(Stored items)
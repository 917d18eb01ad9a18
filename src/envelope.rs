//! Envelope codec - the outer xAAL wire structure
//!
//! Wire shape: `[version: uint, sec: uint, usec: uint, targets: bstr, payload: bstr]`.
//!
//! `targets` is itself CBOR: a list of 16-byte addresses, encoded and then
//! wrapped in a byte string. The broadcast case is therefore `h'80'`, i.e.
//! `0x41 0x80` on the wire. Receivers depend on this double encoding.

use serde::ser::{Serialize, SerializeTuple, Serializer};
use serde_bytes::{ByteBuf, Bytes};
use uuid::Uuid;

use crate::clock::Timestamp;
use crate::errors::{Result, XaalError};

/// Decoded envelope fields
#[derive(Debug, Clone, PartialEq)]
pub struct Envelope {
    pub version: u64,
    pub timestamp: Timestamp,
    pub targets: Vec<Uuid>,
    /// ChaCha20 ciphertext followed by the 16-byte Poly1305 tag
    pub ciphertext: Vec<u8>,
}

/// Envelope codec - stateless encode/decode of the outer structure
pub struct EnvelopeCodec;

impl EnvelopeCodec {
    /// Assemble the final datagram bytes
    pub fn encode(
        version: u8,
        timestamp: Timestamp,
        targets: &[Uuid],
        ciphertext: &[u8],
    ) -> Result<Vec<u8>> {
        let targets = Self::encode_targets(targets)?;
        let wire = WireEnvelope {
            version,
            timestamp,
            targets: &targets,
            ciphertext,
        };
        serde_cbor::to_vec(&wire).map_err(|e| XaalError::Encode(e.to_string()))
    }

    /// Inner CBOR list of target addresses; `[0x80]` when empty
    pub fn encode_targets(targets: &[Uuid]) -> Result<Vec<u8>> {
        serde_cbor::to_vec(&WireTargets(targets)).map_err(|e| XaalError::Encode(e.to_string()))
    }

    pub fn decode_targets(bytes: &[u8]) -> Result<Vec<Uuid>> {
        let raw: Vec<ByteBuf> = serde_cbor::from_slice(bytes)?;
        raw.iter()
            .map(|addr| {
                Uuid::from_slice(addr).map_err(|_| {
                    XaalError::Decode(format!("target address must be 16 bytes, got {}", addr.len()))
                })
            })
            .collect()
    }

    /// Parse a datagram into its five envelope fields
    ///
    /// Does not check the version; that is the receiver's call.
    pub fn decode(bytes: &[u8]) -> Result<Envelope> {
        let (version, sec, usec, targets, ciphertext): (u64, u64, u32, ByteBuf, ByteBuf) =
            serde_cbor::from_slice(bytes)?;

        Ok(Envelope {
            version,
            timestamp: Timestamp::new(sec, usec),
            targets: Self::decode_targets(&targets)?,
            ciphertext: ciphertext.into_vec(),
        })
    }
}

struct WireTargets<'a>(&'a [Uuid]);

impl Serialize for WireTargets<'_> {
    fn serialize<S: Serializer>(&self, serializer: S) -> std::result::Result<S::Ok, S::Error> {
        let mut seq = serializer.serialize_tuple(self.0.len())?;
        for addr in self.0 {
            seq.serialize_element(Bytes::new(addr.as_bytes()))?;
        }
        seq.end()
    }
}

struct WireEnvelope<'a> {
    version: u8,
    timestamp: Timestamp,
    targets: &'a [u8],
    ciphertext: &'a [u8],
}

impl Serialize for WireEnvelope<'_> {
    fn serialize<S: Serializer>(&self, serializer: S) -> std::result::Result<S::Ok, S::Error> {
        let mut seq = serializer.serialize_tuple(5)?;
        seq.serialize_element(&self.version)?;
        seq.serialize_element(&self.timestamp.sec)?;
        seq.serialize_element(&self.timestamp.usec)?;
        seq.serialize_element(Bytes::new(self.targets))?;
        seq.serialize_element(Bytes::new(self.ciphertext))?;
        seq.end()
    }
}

▸ **WHAT THE EXERCISE ASKS**
Give back, exactly as written, the stretch from the line with "pub fn decode_targets(bytes: &[u8])" through the line with "pub fn decode(bytes: &[u8])", and no other lines from the records above.

▸ **EXERCISE RESPONSE**
    pub fn decode_targets(bytes: &[u8]) -> Result<Vec<Uuid>> {
        let raw: Vec<ByteBuf> = serde_cbor::from_slice(bytes)?;
        raw.iter()
            .map(|addr| {
                Uuid::from_slice(addr).map_err(|_| {
                    XaalError::Decode(format!("target address must be 16 bytes, got {}", addr.len()))
                })
            })
            .collect()
    }

    /// Parse a datagram into its five envelope fields
    ///
    /// Does not check the version; that is the receiver's call.
    pub fn decode(bytes: &[u8]) -> Result<Envelope> {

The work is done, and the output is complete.